Kritik zu Layla Fourie
Lügendetektoren, Fahrerflucht und die Allgegenwart des Rassismus: Pia Marais macht aus diesen Zutaten einen atmosphärischen Thriller, der zugleich Bestandsaufnahme des heutigen Südafrikas sein will
Das schlechte Gewissen hat eine seltsame Eigenschaft. Je mehr man es zu beruhigen versucht, desto quälender wird das Schuldgefühl: Von solch einem Alpdruck erzählt Layla Fourie. Hauptfigur der konzentrierten Charakterstudie ist Layla (Rayna Campbell), eine schwarze Südafrikanerin. Die alleinerziehende Mutter aus Johannesburg muss einen neunjährigen Sohn durchbringen. Um keine Nachtschichten mehr als Kellnerin schieben zu müssen, absolviert sie Fortbildungskurse und ergreift den ungewöhnlichen Job bei einer Spezialfirma, die sich auf Lügendetektoren spezialisiert hat. Zu deren Kunden zählt ein Spielcasino, das neue Mitarbeiter mit dieser bewährten Technik durchleuchten will.
Das Finden der Wahrheit ist im ehemaligen Apartheidstaat ein sensibles Thema. Zur Aussöhnung mit der weißen Bevölkerungsminderheit wurde in den 90er Jahren die sogenannte »Truth and Reconciliation Commission « eingesetzt. Die Arbeit am Lügendetektor ist das moralische Erbe dieser Wahrheitskommission: Erweist sich Layla, die nun einen jungen Weißen durchleuchtet, als würdige Repräsentantin bedingungsloser Aufrichtigkeit?

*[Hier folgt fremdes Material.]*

use crate::cli::parser::Cli;
use crate::config::Config;
use crate::db::log::ttlog_soft;
use crate::db::pool::DbPool;
use crate::errors::AppResult;

/// Handle the `init` command
///
/// This initializes:
///  - the config directory and file (skipped with `--test`)
///  - the SQLite database with all pending migrations
pub fn handle(cli: &Cli) -> AppResult<()> {
    let db_path = Config::init_all(cli.db.clone(), cli.test)?;

    println!("⚙️  Initializing rWorkTracker…");
    if !cli.test {
        println!("📄 Config file : {}", Config::config_file().display());
    }
    println!("🗄️  Database   : {}", &db_path);

    let pool = DbPool::open_migrated(&db_path)?;

    println!("✅ Database initialized at {}", &db_path);

    ttlog_soft(
        &pool.conn,
        "init",
        "Database initialized",
        &format!("Database initialized at {}", &db_path),
    );

    println!("🎉 rWorkTracker initialization completed!");
    Ok(())
}
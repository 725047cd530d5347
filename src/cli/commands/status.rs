use crate::cli::commands::open_tracker;
use crate::config::Config;
use crate::core::session::SessionPhase;
use crate::errors::AppResult;
use crate::ui::messages::{detail, header};
use crate::ui::status;
use crate::utils::format_duration;

pub fn handle(cfg: &Config) -> AppResult<()> {
    let tracker = open_tracker(cfg)?;
    let log = tracker.log();

    header("Work session");
    println!("{}", status::render(tracker.display()));

    match tracker.phase()? {
        SessionPhase::Inactive => detail("No work session running."),
        _ => {
            let secs = log.work_session_seconds()?;
            detail(format!(
                "Counter: {} ({}s)",
                format_duration(secs, &cfg.long_format),
                secs
            ));
        }
    }

    let today = log.get_today_events(None)?;
    detail(format!("Blocks recorded today: {}", today.len()));

    if let Some(rate) = log.hourly_rate()? {
        detail(format!("Hourly rate: {rate}"));
    }

    Ok(())
}
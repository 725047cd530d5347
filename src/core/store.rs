//! Key-value persistence seam.
//!
//! The work log only ever reads and replaces whole values by key, so any
//! backend able to store JSON values under string keys will do.

use crate::errors::AppResult;
use serde_json::Value;
use std::cell::RefCell;
use std::collections::HashMap;

pub trait Store {
    fn get(&self, key: &str) -> AppResult<Option<Value>>;

    /// Replace the value under `key`; `None` removes it.
    fn update(&self, key: &str, value: Option<Value>) -> AppResult<()>;
}

/// In-memory store, lost when dropped.
#[derive(Debug, Default)]
pub struct MemoryStore {
    values: RefCell<HashMap<String, Value>>,
}

impl MemoryStore {
    pub fn new() -> Self {
        Self::default()
    }

    pub fn keys(&self) -> Vec<String> {
        let mut keys: Vec<String> = self.values.borrow().keys().cloned().collect();
        keys.sort();
        keys
    }
}

impl Store for MemoryStore {
    fn get(&self, key: &str) -> AppResult<Option<Value>> {
        Ok(self.values.borrow().get(key).cloned())
    }

    fn update(&self, key: &str, value: Option<Value>) -> AppResult<()> {
        let mut values = self.values.borrow_mut();
        match value {
            Some(v) => {
                values.insert(key.to_string(), v);
            }
            None => {
                values.remove(key);
            }
        }
        Ok(())
    }
}

impl<S: Store + ?Sized> Store for &S {
    fn get(&self, key: &str) -> AppResult<Option<Value>> {
        (**self).get(key)
    }

    fn update(&self, key: &str, value: Option<Value>) -> AppResult<()> {
        (**self).update(key, value)
    }
}
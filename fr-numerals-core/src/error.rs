use thiserror::Error;

/// Errors raised while selecting a range or spelling a number.
///
/// Generation itself cannot fail: tables are fixed and ranges are bounded,
/// so every error is reported before the first emission.
#[derive(Debug, Clone, PartialEq, Eq, Error)]
pub enum NumeralError {
	/// The range selector is not one of the supported magnitude classes.
	#[error("invalid magnitude class '{0}', expected one of 100, 1000, 1000000, 1000000000")]
	InvalidMagnitudeClass(String),

	/// A spelling policy token was not recognized.
	#[error("unknown {policy} policy '{value}'")]
	UnknownPolicy {
		policy: &'static str,
		value: String,
	},

	/// The number cannot be spelled (must be below one billion).
	#[error("{0} is out of range, numbers must be below 1000000000")]
	OutOfRange(u64),
}
use crate::error::NumeralError;
use crate::model::lexicon::{self, UNITS, ZERO};
use crate::model::spelling::{Position, Spelling};

/// Spells a single number in French.
///
/// # Parameters
/// - `number`: value in `0..=999_999_999`.
/// - `spelling`: orthographic policy.
///
/// # Returns
/// The same phrase `NumeralGenerator` emits for `number` ("zéro" for 0).
///
/// # Errors
/// Returns `NumeralError::OutOfRange` for one billion and above.
pub fn spell(number: u64, spelling: &Spelling) -> Result<String, NumeralError> {
	if number > 999_999_999 {
		return Err(NumeralError::OutOfRange(number));
	}
	if number == 0 {
		return Ok(ZERO.1.to_owned());
	}

	let millions = number / 1_000_000;
	let thousands = number / 1_000 % 1_000;
	let units = number % 1_000;

	let mut parts: Vec<String> = Vec::with_capacity(3);

	match millions {
		0 => (),
		// "million" alone only when nothing follows
		1 if thousands == 0 && units == 0 => parts.push("million".to_owned()),
		1 => parts.push("millions".to_owned()),
		m => parts.push(format!("{} millions", group(m, spelling, Position::BeforeMillions))),
	}

	match thousands {
		0 => (),
		1 => parts.push("mille".to_owned()),
		t => parts.push(format!("{} mille", group(t, spelling, Position::BeforeMille))),
	}

	if units > 0 {
		parts.push(group(units, spelling, Position::Final));
	}

	Ok(parts.join(" "))
}

/// Spells a group in `1..=999`.
fn group(n: u64, spelling: &Spelling, position: Position) -> String {
	let hundreds = n / 100;
	let rest = n % 100;

	match (hundreds, rest) {
		(0, r) => tens(r, spelling, position),
		(1, 0) => "cent".to_owned(),
		(1, r) => format!("cent {}", tens(r, spelling, position)),
		(h, 0) => format!("{} {}", UNITS[h as usize - 1].1, spelling.hundred(position)),
		(h, r) => format!("{} cent {}", UNITS[h as usize - 1].1, tens(r, spelling, position)),
	}
}

/// Spells `1..=99`.
fn tens(n: u64, spelling: &Spelling, position: Position) -> String {
	debug_assert!((1..=99).contains(&n), "tens called with {n}");
	// `group` only passes non-zero remainders below 100, so the lookup always hits
	let word = lexicon::lookup(n as u32).unwrap_or("");
	spelling.render(word, position).into_owned()
}
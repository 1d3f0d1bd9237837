use std::fmt;
use std::str::FromStr;

use crate::error::NumeralError;

/// Upper bound of an enumerated range.
///
/// Classes are selected by the power-of-ten token that follows the last
/// number of the range (`"1000"` selects 1-999).
#[derive(Clone, Copy, Debug, Default, PartialEq, Eq)]
pub enum Magnitude {
	/// 1-99
	Hundred,
	/// 1-999
	Thousand,
	/// 1-999 999
	Million,
	/// 1-999 999 999
	#[default]
	Billion,
}

impl Magnitude {
	/// Largest number of the range (inclusive).
	pub fn max(self) -> u64 {
		match self {
			Magnitude::Hundred => 99,
			Magnitude::Thousand => 999,
			Magnitude::Million => 999_999,
			Magnitude::Billion => 999_999_999,
		}
	}

	/// Selector token of the class.
	pub fn token(self) -> &'static str {
		match self {
			Magnitude::Hundred => "100",
			Magnitude::Thousand => "1000",
			Magnitude::Million => "1000000",
			Magnitude::Billion => "1000000000",
		}
	}
}

impl FromStr for Magnitude {
	type Err = NumeralError;

	fn from_str(s: &str) -> Result<Self, Self::Err> {
		match s.trim() {
			"100" => Ok(Magnitude::Hundred),
			"1000" => Ok(Magnitude::Thousand),
			"1000000" => Ok(Magnitude::Million),
			"1000000000" => Ok(Magnitude::Billion),
			other => Err(NumeralError::InvalidMagnitudeClass(other.to_owned())),
		}
	}
}

impl fmt::Display for Magnitude {
	fn fmt(&self, f: &mut fmt::Formatter<'_>) -> fmt::Result {
		f.write_str(self.token())
	}
}
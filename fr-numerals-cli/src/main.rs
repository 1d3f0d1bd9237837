use std::io::{self, ErrorKind};

use anyhow::{Context, Result};
use clap::Parser;
use log::info;

use fr_numerals_core::io::write_tsv;
use fr_numerals_core::{Agreement, Conjunction, Magnitude, NumeralGenerator, Spelling};

/// Enumerate French cardinal spellings as `words<TAB>digits` fixture lines
#[derive(Parser, Debug)]
#[command(name = "fr-numerals", version)]
#[command(about = "Enumerate French cardinal spellings as tab-separated fixture lines", long_about = None)]
struct Args {
	/// Magnitude class: 100, 1000, 1000000 or 1000000000 (default)
	#[arg(value_name = "CLASS")]
	class: Option<String>,

	/// Emit "zéro\t0" before the range
	#[arg(long)]
	zero: bool,

	/// Joining of "et" in 21-71: spaced or hyphenated
	#[arg(long, default_value = "spaced")]
	conjunction: Conjunction,

	/// Plural of round 80: agree or invariant
	#[arg(long, default_value = "agree")]
	eighty: Agreement,

	/// Plural of round hundreds: agree or invariant
	#[arg(long, default_value = "agree")]
	hundreds: Agreement,
}

impl Args {
	fn magnitude(&self) -> Result<Magnitude> {
		match &self.class {
			None => Ok(Magnitude::default()),
			Some(class) => Ok(class.parse()?),
		}
	}

	fn spelling(&self) -> Spelling {
		Spelling {
			conjunction: self.conjunction,
			eighty: self.eighty,
			hundreds: self.hundreds,
		}
	}
}

fn main() -> Result<()> {
	env_logger::init();

	let args = Args::parse();
	let magnitude = args.magnitude()?;
	let generator = NumeralGenerator::new(magnitude, args.spelling()).with_zero(args.zero);
	info!("enumerating class {magnitude} with {:?}", generator.spelling());

	// A closed pipe (`| head`) is a normal way to stop reading fixtures
	match write_tsv(io::stdout().lock(), generator.emissions()) {
		Ok(_) => Ok(()),
		Err(e) if e.kind() == ErrorKind::BrokenPipe => Ok(()),
		Err(e) => Err(e).context("failed to write fixtures to stdout"),
	}
}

Das an den kategorischen Imperativ erinnernde Dilemma packt der atmosphärische Film in eine einfache Geschichte. Auf der Autofahrt zu ihrem ersten Einsatz wird Layla von ihrem Jungen abgelenkt, für den sie keinen Babysitter finden konnte. In diesem Sekundenbruchteil überfährt sie einen Weißen am Straßenrand. Um sich Ärger zu ersparen, entsorgt sie die Leiche auf der Müllkippe. Der Tote erweist sich ausgerechnet als Vater jenes jungen Eugene (August Diehl), den sie einem polygraphischen Test unterziehen wird. . .
Das klingt zugegebenermaßen etwas konstruiert, funktioniert aber als filmisch erzählte Geschichte, welche die moralische Zwickmühle systematisch zuspitzt. Eugene bringt Layla ins Haus seiner Stiefmutter Constanze (Terry Norton). Je gastfreundlicher die sich gegenüber der jungen Mutter mit ihrem Sohn verhält, desto weniger möchte man in Laylas Haut stecken. Im Gegensatz zu Matthias Glasners themengleichem Fahrerfluchtfilm Gnade wird die stumme Qual einer Gewissensnot hier körperlich spürbar. Schmerzlich absurd wird Laylas Doppelspiel, wenn sie in Constanzes Auftrag die Geliebte ihres Mannes aushorchen soll, ob der Verschollene sich vielleicht bei ihr befindet.
Stimmig beobachtete Details dieser Art machen den Film sehenswert, mit dem die Wahlberlinerin Pia Marais in ihre südafrikanische Heimat zurückkehrt. Überwachungskameras, vergitterte Fenster und Alarmanlagen bestimmen die Szenerie, die ein äußeres Abbild von Laylas Seelenzustand ist. In der Titelrolle überzeugt Rayna Campbell durch ihr nuanciertes Zusammenspiel mit dem kleinen Rapule Hendricks in der Rolle ihres Sohnes. Der zurückhaltende August Diehl ist kein Held in der aus weiblicher Sicht erzählten Geschichte. Kleinere Durchhänger und das gelegentlich etwas plakativ ausgewalzte Thema verzeiht man der anregenden Mischung aus Thriller, Psychodrama und der unterkühlten Studie einer Gesellschaft, die von Angst und Misstrauen geprägt ist.